Hb9 (Mnx1) is a transcription factor described as a spinal cord motor neuron (MN)-specific marker critical factor for the postmitotic specification of these cells. To date, expression of Hb9 in other cell types has not previously been reported. We performed a fate-mapping approach to examine distributions of Hb9-expressing cells and their progeny (‘Hb9-lineage cells’) within the embryonic and adult spinal cord of Hb9^cre;Ai14 mice. We found that Hb9-lineage cells are distributed in a gradient of increasing abundance throughout the rostrocaudal spinal cord axis during embryonic and postnatal stages. Furthermore, although the majority of Hb9-lineage cells at cervical spinal cord levels are MNs, at more caudal levels, Hb9-lineage cells include small-diameter dorsal horn neurons, astrocytes, and oligodendrocytes. In the peripheral nervous system, we observed a similar phenomenon with more abundant Hb9-lineage Schwann cells in muscles of the lower body versus upper body muscles. We cultured spinal cord progenitors in vitro and found that gliogenesis was increased by treatment with the caudalizing factor FGF-8B, while glial tdTomato expression was increased by treatment with both FGF-8B and GDF-11. Together, these observations suggest that early and transient expression of Hb9 in spinal cord neural progenitors may be induced by caudalizing factors such as FGF and GDF signaling.
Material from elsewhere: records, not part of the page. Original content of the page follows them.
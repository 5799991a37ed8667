//! Formatting and parsing of physical amounts.
//!
//! Domain records store canonical units (kilograms, degrees Celsius, minutes).
//! A [`UnitFormatter`] turns those into display strings in the user's unit
//! system and parses edited text back into canonical values.
//!
//! ```
//! use brewview::units::{DisplayFormatter, Quantity, UnitFormatter, UnitSystem};
//!
//! let si = DisplayFormatter::new(UnitSystem::Si, 2);
//! assert_eq!(si.display_amount(Quantity::Mass, 4.5), "4.50 kg");
//! assert_eq!(si.parse_amount(Quantity::Mass, "500 g"), Some(0.5));
//! ```

use serde::{Deserialize, Serialize};

const POUNDS_PER_KG: f64 = 2.204_622_621_8;
const OUNCES_PER_KG: f64 = 35.273_961_95;

/// The family of units the user reads amounts in.
#[derive(Debug, Clone, Copy, PartialEq, Eq, Hash, Default, Serialize, Deserialize)]
#[serde(rename_all = "lowercase")]
pub enum UnitSystem {
    /// Kilograms and degrees Celsius.
    #[default]
    Si,
    /// Pounds and degrees Fahrenheit.
    Imperial,
}

/// What a number measures.
#[derive(Debug, Clone, Copy, PartialEq, Eq, Hash)]
pub enum Quantity {
    /// Mass, stored in kilograms.
    Mass,
    /// Temperature, stored in degrees Celsius.
    Temperature,
    /// Duration, stored in minutes.
    Time,
    /// Color, stored in SRM.
    Color,
    /// A percentage.
    Percent,
    /// A plain number with no unit.
    Plain,
}

/// Converts canonical amounts to and from user-visible text.
pub trait UnitFormatter: Send + Sync {
    /// Formats a canonical value for display.
    fn display_amount(&self, quantity: Quantity, value: f64) -> String;

    /// Parses user text into a canonical value.
    ///
    /// Text without a unit suffix is read in the formatter's unit system.
    /// Returns `None` for text that is not a number or carries a suffix
    /// that does not fit the quantity.
    fn parse_amount(&self, quantity: Quantity, text: &str) -> Option<f64>;
}

/// The standard formatter: fixed precision in one unit system.
#[derive(Debug, Clone, Copy, PartialEq, Eq)]
pub struct DisplayFormatter {
    system: UnitSystem,
    precision: usize,
}

impl Default for DisplayFormatter {
    fn default() -> Self {
        Self::new(UnitSystem::Si, 3)
    }
}

impl DisplayFormatter {
    /// Creates a formatter printing `precision` decimals in `system`.
    pub fn new(system: UnitSystem, precision: usize) -> Self {
        Self { system, precision }
    }

    /// The unit system amounts are shown in.
    pub fn system(&self) -> UnitSystem {
        self.system
    }

    /// Number of decimals printed.
    pub fn precision(&self) -> usize {
        self.precision
    }

    fn display_unit(&self, quantity: Quantity) -> (f64, f64, &'static str) {
        // (scale, offset, suffix) applied as value * scale + offset
        match (quantity, self.system) {
            (Quantity::Mass, UnitSystem::Si) => (1.0, 0.0, "kg"),
            (Quantity::Mass, UnitSystem::Imperial) => (POUNDS_PER_KG, 0.0, "lb"),
            (Quantity::Temperature, UnitSystem::Si) => (1.0, 0.0, "C"),
            (Quantity::Temperature, UnitSystem::Imperial) => (1.8, 32.0, "F"),
            (Quantity::Time, _) => (1.0, 0.0, "min"),
            (Quantity::Color, _) => (1.0, 0.0, "SRM"),
            (Quantity::Percent, _) => (1.0, 0.0, "%"),
            (Quantity::Plain, _) => (1.0, 0.0, ""),
        }
    }
}

impl UnitFormatter for DisplayFormatter {
    fn display_amount(&self, quantity: Quantity, value: f64) -> String {
        let (scale, offset, suffix) = self.display_unit(quantity);
        let shown = value * scale + offset;
        let precision = self.precision;
        match suffix {
            "" => format!("{shown:.precision$}"),
            "%" => format!("{shown:.precision$}%"),
            _ => format!("{shown:.precision$} {suffix}"),
        }
    }

    fn parse_amount(&self, quantity: Quantity, text: &str) -> Option<f64> {
        let text = text.trim();
        let split = text
            .find(|c: char| !(c.is_ascii_digit() || matches!(c, '.' | '-' | '+' | 'e' | 'E')))
            .unwrap_or(text.len());
        let (number, suffix) = text.split_at(split);
        let number: f64 = number.trim().parse().ok()?;
        if !number.is_finite() {
            return None;
        }
        let suffix = suffix.trim().trim_start_matches('°').to_ascii_lowercase();

        match quantity {
            Quantity::Mass => match suffix.as_str() {
                "" => Some(match self.system {
                    UnitSystem::Si => number,
                    UnitSystem::Imperial => number / POUNDS_PER_KG,
                }),
                "kg" => Some(number),
                "g" => Some(number / 1000.0),
                "lb" | "lbs" => Some(number / POUNDS_PER_KG),
                "oz" => Some(number / OUNCES_PER_KG),
                _ => None,
            },
            Quantity::Temperature => match suffix.as_str() {
                "" => Some(match self.system {
                    UnitSystem::Si => number,
                    UnitSystem::Imperial => (number - 32.0) / 1.8,
                }),
                "c" => Some(number),
                "f" => Some((number - 32.0) / 1.8),
                _ => None,
            },
            Quantity::Time => match suffix.as_str() {
                "" | "min" => Some(number),
                "h" | "hr" => Some(number * 60.0),
                _ => None,
            },
            Quantity::Color => matches!(suffix.as_str(), "" | "srm").then_some(number),
            Quantity::Percent => matches!(suffix.as_str(), "" | "%").then_some(number),
            Quantity::Plain => suffix.is_empty().then_some(number),
        }
    }
}

#[cfg(test)]
mod tests {
    use super::*;

    #[test]
    fn test_display_si_and_imperial() {
        let si = DisplayFormatter::new(UnitSystem::Si, 3);
        assert_eq!(si.display_amount(Quantity::Mass, 2.0), "2.000 kg");
        assert_eq!(si.display_amount(Quantity::Temperature, 67.0), "67.000 C");
        assert_eq!(si.display_amount(Quantity::Percent, 80.5), "80.500%");

        let imperial = DisplayFormatter::new(UnitSystem::Imperial, 1);
        assert_eq!(imperial.display_amount(Quantity::Mass, 1.0), "2.2 lb");
        assert_eq!(imperial.display_amount(Quantity::Temperature, 100.0), "212.0 F");
        assert_eq!(imperial.display_amount(Quantity::Time, 60.0), "60.0 min");
    }

    #[test]
    fn test_parse_with_suffixes() {
        let si = DisplayFormatter::default();
        assert_eq!(si.parse_amount(Quantity::Mass, "2.5"), Some(2.5));
        assert_eq!(si.parse_amount(Quantity::Mass, " 250 g "), Some(0.25));
        assert_eq!(si.parse_amount(Quantity::Temperature, "212 °F"), Some(100.0));
        assert_eq!(si.parse_amount(Quantity::Time, "1.5 h"), Some(90.0));
        assert_eq!(si.parse_amount(Quantity::Percent, "5%"), Some(5.0));

        let lb = si.parse_amount(Quantity::Mass, "1 lb").unwrap();
        assert!((lb - 0.453_592).abs() < 1e-6);
    }

    #[test]
    fn test_parse_rejects_garbage() {
        let si = DisplayFormatter::default();
        assert_eq!(si.parse_amount(Quantity::Mass, "lots"), None);
        assert_eq!(si.parse_amount(Quantity::Mass, "3 furlongs"), None);
        assert_eq!(si.parse_amount(Quantity::Time, "5 kg"), None);
        assert_eq!(si.parse_amount(Quantity::Plain, ""), None);
    }

    #[test]
    fn test_imperial_bare_numbers() {
        let imperial = DisplayFormatter::new(UnitSystem::Imperial, 2);
        let kg = imperial.parse_amount(Quantity::Mass, "2.2046226218").unwrap();
        assert!((kg - 1.0).abs() < 1e-9);
        assert_eq!(imperial.parse_amount(Quantity::Temperature, "212"), Some(100.0));
    }
}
Furthermore, our work raises the possibility that early Hb9 expression may influence the development of spinal cord macroglia and Schwann cells, especially at caudal regions. Together, these findings highlight the importance of using caution when designing experiments using Hb9^cre mice to perform spinal cord MN-specific manipulations.

Significance Statement

The transcription factor Hb9 is key in postmitotic specification of spinal cord motor neurons, and thought to be expressed specifically in this cell population. We performed fate-mapping experiments and found that Hb9-lineage cells are not restricted to motor neurons, but also include spinal cord macroglia and Schwann cells. Strikingly, Hb9-lineage cells are present in an increasing rostrocaudal gradient in the CNS. Proportions of Hb9-lineage astrocytes in cultures of spinal cord progenitors could be manipulated by treatment with caudalizing factors FGF-8B and GDF-11. These findings highlight an interesting developmental phenomenon in which there is an increasing rostrocaudal gradient of molecularly-defined cell types. Further, these findings urge caution for researchers using Hb9^cre mice to study spinal motor neurons in isolation.